EXTRACTED DATA START
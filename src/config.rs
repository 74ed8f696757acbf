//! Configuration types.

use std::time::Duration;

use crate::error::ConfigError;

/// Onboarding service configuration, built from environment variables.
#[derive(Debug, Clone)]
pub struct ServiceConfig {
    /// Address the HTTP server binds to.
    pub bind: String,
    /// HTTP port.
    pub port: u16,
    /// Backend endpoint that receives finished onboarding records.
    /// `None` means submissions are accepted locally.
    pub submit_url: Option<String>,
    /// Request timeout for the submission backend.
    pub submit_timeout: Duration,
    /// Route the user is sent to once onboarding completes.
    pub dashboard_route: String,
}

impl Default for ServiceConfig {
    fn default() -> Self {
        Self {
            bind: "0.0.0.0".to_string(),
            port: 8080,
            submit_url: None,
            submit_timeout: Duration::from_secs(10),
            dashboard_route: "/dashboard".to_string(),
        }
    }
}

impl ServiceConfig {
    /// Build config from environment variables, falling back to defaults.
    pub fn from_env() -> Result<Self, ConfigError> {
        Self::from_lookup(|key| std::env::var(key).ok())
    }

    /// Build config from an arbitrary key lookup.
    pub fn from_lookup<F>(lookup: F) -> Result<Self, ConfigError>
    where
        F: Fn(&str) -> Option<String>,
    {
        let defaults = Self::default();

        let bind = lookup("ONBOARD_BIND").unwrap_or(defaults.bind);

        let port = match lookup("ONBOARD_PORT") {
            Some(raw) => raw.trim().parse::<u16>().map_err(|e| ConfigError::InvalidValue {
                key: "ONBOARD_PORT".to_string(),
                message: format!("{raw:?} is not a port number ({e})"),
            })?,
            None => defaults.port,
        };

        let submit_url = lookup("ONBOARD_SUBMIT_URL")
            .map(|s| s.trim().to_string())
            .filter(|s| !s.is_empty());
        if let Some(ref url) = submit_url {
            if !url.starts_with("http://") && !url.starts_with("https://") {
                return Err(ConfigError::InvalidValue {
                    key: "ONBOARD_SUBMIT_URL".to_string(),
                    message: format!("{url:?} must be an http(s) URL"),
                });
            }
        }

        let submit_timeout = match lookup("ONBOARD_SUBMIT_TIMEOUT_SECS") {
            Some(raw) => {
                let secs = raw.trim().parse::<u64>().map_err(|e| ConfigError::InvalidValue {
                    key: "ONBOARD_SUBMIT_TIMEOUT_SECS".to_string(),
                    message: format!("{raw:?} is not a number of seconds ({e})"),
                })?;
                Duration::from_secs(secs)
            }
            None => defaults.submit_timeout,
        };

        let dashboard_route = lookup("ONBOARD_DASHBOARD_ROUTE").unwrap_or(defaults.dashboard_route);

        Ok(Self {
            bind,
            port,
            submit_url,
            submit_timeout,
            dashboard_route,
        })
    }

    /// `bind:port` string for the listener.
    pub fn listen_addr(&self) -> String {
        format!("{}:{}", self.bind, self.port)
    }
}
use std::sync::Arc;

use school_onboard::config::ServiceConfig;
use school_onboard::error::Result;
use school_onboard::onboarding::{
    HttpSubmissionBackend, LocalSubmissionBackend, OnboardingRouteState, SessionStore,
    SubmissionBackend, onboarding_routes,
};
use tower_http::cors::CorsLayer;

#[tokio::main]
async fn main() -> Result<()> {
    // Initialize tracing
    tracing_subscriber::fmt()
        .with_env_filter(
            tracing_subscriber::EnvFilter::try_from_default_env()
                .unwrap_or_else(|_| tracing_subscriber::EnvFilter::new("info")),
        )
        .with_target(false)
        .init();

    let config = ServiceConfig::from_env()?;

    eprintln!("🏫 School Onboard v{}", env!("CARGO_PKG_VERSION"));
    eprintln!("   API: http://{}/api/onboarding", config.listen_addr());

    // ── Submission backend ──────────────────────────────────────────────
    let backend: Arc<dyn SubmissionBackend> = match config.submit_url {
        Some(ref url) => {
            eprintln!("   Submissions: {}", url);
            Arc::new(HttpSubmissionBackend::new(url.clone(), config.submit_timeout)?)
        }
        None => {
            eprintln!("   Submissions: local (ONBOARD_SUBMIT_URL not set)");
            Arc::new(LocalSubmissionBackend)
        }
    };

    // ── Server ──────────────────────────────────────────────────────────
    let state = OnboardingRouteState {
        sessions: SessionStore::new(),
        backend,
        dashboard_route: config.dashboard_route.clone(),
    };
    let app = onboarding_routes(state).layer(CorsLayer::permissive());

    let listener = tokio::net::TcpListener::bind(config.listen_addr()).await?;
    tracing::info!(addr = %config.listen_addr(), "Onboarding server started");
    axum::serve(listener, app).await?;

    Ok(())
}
EXTRACTED DATA END
EXTRACTED DATA START
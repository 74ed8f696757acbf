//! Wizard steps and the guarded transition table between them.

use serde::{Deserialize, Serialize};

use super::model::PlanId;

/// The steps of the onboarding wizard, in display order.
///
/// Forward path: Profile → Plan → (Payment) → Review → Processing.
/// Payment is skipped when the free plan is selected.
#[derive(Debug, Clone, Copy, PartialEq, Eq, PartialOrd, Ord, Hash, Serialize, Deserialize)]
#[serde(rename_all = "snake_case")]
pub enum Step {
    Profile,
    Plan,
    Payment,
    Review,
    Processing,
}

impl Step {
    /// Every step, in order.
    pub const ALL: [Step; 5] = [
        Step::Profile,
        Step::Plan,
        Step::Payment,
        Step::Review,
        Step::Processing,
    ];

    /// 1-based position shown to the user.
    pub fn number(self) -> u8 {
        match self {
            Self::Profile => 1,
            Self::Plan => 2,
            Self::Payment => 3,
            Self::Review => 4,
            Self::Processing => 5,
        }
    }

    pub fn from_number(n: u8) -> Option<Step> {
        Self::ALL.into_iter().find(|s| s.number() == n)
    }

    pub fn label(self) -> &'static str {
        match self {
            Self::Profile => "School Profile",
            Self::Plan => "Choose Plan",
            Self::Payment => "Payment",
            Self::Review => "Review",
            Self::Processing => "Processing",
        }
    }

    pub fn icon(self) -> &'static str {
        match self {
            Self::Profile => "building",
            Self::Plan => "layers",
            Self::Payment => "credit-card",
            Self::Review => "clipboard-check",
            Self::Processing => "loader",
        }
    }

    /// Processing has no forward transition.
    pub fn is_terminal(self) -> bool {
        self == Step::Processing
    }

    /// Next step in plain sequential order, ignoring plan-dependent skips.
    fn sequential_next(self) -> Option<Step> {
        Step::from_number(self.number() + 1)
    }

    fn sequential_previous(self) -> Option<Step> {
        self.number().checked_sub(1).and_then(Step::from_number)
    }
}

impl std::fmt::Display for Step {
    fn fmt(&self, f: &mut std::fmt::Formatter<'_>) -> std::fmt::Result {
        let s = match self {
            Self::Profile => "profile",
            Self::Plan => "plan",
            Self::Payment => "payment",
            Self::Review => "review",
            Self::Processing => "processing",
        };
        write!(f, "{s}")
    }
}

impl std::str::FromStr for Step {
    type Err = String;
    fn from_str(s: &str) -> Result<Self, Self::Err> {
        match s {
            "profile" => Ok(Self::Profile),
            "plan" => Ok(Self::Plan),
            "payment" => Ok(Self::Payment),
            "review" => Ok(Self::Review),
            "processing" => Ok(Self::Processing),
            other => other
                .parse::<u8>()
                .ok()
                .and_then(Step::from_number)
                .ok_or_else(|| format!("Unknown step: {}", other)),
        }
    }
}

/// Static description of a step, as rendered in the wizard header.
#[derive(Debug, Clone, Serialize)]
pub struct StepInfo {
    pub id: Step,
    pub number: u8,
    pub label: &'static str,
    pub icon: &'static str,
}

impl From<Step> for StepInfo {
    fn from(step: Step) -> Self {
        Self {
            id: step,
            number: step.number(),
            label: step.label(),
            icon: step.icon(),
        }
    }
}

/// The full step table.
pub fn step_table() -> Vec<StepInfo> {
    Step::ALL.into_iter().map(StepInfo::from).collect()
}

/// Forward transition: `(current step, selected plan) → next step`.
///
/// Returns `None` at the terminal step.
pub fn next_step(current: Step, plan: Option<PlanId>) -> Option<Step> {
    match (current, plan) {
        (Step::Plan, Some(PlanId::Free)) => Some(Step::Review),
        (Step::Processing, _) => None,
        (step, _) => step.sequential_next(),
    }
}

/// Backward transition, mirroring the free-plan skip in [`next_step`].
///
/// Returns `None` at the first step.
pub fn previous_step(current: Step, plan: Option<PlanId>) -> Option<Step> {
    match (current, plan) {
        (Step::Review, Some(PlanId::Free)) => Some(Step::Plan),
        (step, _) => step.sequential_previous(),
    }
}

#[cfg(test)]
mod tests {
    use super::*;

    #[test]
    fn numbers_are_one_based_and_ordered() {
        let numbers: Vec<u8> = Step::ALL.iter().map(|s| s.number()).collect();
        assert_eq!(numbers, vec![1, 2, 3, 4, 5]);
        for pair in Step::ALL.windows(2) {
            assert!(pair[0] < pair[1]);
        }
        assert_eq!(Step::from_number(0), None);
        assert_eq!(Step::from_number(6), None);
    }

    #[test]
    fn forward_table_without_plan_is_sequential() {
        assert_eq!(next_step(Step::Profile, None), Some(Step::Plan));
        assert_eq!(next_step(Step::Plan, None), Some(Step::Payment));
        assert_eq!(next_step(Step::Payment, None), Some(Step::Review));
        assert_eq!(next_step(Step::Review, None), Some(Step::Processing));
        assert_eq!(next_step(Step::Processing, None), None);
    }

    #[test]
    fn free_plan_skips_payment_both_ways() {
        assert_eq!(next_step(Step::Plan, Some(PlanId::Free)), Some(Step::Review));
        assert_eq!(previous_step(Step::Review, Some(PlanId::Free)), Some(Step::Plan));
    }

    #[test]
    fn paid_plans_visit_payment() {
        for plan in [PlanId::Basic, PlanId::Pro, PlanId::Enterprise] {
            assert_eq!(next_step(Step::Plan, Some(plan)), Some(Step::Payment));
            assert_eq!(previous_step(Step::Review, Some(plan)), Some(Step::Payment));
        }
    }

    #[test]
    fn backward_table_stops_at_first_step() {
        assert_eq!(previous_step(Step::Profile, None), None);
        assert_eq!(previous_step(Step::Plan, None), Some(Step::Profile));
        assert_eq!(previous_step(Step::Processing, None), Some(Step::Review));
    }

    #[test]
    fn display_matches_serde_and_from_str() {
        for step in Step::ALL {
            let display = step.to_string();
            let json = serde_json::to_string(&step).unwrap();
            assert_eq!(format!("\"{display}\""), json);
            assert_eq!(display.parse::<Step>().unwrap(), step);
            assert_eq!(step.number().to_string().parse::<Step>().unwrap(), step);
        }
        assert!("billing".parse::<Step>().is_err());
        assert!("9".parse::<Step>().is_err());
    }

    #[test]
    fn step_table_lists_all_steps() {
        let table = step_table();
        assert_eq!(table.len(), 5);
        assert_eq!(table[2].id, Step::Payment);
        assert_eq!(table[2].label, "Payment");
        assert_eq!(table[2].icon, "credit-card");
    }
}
EXTRACTED DATA END
TASK –
Could you repeat exactly the lines in the listing above from the one with "filename src/config.rs" down to the one with "server binds to."? Include both of those lines.

PROBLEM SOLUTION –
filename src/config.rs
repository 74ed8f696757acbf
//! Configuration types.

use std::time::Duration;

use crate::error::ConfigError;

/// Onboarding service configuration, built from environment variables.
#[derive(Debug, Clone)]
pub struct ServiceConfig {
    /// Address the HTTP server binds to.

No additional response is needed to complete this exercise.